Excess policy, in turn, pays off the difference between the ACV of your car and the remaining balance of your loan or lease. For example, let’s say that your car is totaled, but its value is considered to be at $20,000, and therefore, you have a transferable loan of $25,000. The gap policy would then cover a gap of $5,000 between the two amounts. Now, without that gap policy, you would need to find the money yourself to pay the extra, even if you were no longer with your personal car.

Gap insurance is more valuable to those who have just bought a new car, with little or no down payment especially, because at the onset of the car’s life, they are likely to be in a position where they owe more on their loan than the car is worth. Gap insurance is also good for those who take out a long-term loan, as these tend to have very slow equity buildup—big gaps between what is owed on the loan and what the car is worth. Also, gap insurance can be helpful for vehicle models that have high rates of depreciation, as the gap between the particular car’s value and the loan balance can be huge within a very short period.

It is worth noting that gap insurance is not needed by all. If you made a large amount down on your car when you bought it, or you have managed to pay down well on your loan, then there’s likely to be only a small gap between the two amounts—your current loan balance and your car’s value.

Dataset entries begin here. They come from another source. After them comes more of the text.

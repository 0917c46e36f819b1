use anyhow::Result;
use serde::Deserialize;

#[derive(Debug, Deserialize)]
pub struct Config {
    pub service: ServiceConfig,
    pub live: LiveConfig,
    pub audio: AudioConfig,
}

#[derive(Debug, Deserialize)]
pub struct ServiceConfig {
    pub name: String,
}

#[derive(Debug, Deserialize)]
pub struct LiveConfig {
    /// WebSocket URL of the streaming conversation endpoint
    pub endpoint_url: String,
    pub model: String,
    pub voice: String,
    pub system_instruction: String,
}

#[derive(Debug, Deserialize)]
pub struct AudioConfig {
    pub capture_sample_rate: u32,
    pub playback_sample_rate: u32,
    pub frame_duration_ms: u64,
}

impl Config {
    pub fn load(path: &str) -> Result<Self> {
        let settings = config::Config::builder()
            .add_source(config::File::with_name(path))
            .build()?;

        Ok(settings.try_deserialize()?)
    }
}

impl Default for Config {
    fn default() -> Self {
        let session = crate::session::SessionConfig::default();
        Self {
            service: ServiceConfig {
                name: "voicebridge".to_string(),
            },
            live: LiveConfig {
                endpoint_url: "wss://localhost:8765/live".to_string(),
                model: session.model,
                voice: session.voice,
                system_instruction: session.system_instruction,
            },
            audio: AudioConfig {
                capture_sample_rate: session.capture_sample_rate,
                playback_sample_rate: session.playback_sample_rate,
                frame_duration_ms: 100,
            },
        }
    }
}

In those circumstances, the expense of paying for gap insurance may not be worth the stretch. Additionally, most auto insurance policies or leases include gap coverage, so it is important to check with your current coverage before purchasing a separate gap insurance policy.

It’s also important to know a gap insurance policy in its finer details. Some of these gap insurance policies could be limited where they could not cover late payments, leasing penalties, or even extended warranties. Read between the lines and ask questions to know exactly what’s covered and what’s not.

In summary, gap insurance is a nice idea, especially to a person who has a new car with financing or who is leasing one, when your loan balance is way more than your car’s value. It is really going to protect you by covering what your car is worth against what you owe on it in case of a total loss. However, very important to note is you should asses your financial stand and what you already have in coverage so you can be in a position whether you really need Gap insurance or not.